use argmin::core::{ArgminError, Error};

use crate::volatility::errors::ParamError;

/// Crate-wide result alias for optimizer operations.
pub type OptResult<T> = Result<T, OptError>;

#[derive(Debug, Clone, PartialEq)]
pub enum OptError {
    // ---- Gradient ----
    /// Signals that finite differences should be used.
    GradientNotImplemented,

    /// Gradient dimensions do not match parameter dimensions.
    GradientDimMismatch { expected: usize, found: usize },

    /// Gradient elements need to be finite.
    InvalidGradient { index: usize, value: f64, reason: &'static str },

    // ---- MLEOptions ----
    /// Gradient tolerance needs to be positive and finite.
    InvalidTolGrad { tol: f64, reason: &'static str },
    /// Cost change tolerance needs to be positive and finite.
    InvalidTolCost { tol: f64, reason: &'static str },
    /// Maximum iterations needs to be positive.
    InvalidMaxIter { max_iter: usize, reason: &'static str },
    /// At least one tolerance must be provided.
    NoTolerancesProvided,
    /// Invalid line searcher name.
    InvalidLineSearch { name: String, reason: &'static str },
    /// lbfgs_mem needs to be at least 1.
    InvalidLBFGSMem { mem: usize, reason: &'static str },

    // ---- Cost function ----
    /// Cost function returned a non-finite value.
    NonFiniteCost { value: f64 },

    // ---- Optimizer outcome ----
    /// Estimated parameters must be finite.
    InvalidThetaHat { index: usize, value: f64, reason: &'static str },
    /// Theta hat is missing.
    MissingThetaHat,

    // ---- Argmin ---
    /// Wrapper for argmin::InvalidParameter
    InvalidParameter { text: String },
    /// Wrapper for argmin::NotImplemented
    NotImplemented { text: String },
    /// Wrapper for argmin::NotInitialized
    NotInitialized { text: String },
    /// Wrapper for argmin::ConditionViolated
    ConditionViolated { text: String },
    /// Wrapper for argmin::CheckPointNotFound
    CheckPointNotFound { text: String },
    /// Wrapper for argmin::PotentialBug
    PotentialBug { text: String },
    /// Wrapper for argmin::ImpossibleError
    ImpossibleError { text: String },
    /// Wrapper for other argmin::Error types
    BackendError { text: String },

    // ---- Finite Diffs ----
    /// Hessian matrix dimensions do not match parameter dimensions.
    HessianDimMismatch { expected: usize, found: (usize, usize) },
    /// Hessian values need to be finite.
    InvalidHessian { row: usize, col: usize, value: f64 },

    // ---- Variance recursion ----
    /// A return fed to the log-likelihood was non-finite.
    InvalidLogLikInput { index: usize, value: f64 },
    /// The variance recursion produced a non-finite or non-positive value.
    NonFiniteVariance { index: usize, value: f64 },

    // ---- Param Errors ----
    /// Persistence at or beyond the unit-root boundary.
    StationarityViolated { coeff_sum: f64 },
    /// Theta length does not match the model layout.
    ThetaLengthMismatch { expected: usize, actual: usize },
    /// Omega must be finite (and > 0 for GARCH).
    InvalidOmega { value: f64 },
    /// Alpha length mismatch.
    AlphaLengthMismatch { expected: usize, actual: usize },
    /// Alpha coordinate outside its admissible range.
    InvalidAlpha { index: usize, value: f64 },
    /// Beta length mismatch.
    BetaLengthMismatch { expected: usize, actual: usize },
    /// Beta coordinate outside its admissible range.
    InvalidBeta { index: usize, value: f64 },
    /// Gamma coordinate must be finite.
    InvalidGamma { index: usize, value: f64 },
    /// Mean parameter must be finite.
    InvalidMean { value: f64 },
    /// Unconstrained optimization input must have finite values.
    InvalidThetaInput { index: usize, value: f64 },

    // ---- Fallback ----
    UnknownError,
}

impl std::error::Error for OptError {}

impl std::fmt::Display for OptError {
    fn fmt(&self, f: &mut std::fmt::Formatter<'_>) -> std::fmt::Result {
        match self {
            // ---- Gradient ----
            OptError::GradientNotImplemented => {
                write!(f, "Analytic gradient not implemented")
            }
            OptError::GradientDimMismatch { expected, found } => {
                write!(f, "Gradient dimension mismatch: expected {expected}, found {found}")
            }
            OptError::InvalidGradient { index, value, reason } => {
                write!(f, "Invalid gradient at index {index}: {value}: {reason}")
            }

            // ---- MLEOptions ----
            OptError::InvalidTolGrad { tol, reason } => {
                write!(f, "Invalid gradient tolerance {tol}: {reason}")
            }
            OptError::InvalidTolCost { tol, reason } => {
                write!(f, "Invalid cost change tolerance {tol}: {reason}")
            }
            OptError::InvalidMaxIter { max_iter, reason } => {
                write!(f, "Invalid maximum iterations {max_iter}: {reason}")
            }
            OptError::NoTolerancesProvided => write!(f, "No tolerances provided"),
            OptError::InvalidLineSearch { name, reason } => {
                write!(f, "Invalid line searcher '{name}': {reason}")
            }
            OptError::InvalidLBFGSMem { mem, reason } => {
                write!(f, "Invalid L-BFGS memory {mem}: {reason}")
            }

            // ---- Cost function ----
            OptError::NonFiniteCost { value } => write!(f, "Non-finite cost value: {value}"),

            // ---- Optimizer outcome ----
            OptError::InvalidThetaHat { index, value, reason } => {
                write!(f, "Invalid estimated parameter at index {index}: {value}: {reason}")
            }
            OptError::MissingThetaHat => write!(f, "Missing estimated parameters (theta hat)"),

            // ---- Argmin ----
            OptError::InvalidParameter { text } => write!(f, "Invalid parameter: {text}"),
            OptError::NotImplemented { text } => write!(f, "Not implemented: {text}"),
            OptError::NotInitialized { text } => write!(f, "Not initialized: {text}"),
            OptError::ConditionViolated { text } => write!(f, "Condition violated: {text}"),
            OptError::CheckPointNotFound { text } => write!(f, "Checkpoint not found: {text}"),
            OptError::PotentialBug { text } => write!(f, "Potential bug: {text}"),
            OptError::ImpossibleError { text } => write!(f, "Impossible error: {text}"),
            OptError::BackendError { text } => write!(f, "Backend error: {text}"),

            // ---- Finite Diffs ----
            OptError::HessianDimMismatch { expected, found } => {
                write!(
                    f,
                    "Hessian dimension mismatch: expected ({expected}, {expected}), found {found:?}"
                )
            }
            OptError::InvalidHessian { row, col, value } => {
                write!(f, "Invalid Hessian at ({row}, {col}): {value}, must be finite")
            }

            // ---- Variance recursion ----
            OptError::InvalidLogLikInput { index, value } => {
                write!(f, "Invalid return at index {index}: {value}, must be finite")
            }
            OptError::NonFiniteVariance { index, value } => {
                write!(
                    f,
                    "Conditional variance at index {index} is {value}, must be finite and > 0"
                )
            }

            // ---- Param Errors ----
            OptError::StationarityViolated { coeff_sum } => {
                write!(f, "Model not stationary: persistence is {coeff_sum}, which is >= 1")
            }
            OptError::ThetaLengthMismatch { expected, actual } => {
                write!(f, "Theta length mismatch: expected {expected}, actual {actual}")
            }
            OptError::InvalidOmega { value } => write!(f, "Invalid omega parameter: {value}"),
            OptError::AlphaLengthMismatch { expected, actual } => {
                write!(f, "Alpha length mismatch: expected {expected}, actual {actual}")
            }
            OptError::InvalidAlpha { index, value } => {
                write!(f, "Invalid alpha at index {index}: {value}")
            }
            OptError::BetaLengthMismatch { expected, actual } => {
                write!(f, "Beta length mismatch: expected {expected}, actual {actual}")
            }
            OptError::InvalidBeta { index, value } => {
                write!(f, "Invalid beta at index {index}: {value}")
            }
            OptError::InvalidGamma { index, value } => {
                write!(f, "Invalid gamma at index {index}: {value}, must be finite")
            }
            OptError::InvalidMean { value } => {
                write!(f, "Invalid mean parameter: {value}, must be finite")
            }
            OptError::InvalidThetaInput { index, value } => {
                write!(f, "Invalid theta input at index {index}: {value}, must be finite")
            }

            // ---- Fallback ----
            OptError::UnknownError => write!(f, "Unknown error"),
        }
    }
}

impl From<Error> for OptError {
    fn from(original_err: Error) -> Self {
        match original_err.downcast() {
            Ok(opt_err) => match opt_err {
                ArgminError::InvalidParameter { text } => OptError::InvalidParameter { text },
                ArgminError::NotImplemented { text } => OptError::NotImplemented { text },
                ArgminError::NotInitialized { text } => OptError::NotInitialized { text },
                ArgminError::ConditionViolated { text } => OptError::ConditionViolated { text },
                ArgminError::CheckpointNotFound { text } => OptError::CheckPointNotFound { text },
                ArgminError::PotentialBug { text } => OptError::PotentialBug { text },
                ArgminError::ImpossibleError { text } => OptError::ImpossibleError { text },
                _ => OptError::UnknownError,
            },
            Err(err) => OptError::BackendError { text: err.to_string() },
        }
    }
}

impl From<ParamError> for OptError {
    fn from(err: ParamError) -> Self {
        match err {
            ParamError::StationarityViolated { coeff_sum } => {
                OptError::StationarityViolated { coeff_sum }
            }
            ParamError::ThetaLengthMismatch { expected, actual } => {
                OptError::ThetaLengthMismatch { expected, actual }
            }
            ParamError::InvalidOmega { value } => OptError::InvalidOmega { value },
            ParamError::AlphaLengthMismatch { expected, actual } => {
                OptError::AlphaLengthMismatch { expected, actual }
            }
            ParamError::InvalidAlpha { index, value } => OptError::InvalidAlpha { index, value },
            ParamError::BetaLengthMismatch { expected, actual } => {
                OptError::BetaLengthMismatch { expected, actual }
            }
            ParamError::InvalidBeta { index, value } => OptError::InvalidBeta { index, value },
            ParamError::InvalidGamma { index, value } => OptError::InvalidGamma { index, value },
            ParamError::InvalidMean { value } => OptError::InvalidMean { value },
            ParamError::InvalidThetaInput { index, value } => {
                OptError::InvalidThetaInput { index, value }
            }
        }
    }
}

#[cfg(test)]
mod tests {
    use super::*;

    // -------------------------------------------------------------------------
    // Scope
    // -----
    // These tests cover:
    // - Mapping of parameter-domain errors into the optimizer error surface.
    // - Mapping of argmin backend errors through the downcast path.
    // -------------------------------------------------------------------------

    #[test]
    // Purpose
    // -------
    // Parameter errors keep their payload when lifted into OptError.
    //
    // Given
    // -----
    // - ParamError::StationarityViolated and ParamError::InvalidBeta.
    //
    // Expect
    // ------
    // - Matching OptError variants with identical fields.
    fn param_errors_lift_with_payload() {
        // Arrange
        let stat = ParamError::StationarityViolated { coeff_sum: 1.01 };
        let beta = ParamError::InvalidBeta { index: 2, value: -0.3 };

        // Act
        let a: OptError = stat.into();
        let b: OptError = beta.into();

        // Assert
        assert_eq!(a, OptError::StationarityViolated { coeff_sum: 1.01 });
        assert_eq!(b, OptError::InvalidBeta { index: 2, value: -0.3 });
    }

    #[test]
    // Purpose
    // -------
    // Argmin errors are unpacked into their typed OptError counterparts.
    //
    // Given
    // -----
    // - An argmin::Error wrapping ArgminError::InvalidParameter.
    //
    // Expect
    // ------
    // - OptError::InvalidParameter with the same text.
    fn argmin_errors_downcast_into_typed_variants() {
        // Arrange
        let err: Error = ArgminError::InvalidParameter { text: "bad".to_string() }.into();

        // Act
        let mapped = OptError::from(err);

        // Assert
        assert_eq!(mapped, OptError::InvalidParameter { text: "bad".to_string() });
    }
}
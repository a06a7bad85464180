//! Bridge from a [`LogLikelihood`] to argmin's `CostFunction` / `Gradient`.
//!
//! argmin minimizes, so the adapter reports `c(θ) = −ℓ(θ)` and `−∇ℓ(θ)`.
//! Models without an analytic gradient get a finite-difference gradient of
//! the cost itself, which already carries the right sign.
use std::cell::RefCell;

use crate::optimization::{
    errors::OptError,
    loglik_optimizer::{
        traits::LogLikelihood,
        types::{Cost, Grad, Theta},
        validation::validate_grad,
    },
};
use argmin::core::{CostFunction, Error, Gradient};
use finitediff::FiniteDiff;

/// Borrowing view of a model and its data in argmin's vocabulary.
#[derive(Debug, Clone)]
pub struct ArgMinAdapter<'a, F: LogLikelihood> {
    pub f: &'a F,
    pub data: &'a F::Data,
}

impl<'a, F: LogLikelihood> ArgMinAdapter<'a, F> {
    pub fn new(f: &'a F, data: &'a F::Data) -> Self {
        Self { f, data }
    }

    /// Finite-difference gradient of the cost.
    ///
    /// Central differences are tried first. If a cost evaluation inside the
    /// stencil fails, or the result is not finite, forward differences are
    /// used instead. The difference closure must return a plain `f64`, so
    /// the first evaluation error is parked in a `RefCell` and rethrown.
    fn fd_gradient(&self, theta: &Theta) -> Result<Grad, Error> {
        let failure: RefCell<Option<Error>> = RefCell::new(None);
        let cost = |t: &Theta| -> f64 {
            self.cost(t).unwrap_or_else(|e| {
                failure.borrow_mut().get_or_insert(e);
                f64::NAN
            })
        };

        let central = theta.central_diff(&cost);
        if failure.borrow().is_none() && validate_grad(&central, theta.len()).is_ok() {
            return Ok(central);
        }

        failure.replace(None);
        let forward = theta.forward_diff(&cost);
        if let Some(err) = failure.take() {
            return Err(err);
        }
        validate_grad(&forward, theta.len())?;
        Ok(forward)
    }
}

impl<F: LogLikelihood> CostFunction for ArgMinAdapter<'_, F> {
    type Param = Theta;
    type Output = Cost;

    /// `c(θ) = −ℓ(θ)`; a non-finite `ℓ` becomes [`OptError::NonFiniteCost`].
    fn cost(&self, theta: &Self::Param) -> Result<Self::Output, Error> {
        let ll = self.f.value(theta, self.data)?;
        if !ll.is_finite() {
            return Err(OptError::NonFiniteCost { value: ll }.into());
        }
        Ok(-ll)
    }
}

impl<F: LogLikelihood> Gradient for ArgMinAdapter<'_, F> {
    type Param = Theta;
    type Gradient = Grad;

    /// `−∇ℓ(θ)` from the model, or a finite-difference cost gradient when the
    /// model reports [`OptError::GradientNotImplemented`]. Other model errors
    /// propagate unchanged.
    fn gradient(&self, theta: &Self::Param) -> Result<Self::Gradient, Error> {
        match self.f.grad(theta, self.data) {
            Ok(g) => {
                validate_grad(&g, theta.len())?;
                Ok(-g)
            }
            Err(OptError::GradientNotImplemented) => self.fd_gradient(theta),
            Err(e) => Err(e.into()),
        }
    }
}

Assignment → Using the records above, filter out every line that lacks the string "Wrapper" and copy the rest.

Answer to this task →
    /// Wrapper for argmin::InvalidParameter
    /// Wrapper for argmin::NotImplemented
    /// Wrapper for argmin::NotInitialized
    /// Wrapper for argmin::ConditionViolated
    /// Wrapper for argmin::CheckPointNotFound
    /// Wrapper for argmin::PotentialBug
    /// Wrapper for argmin::ImpossibleError
    /// Wrapper for other argmin::Error types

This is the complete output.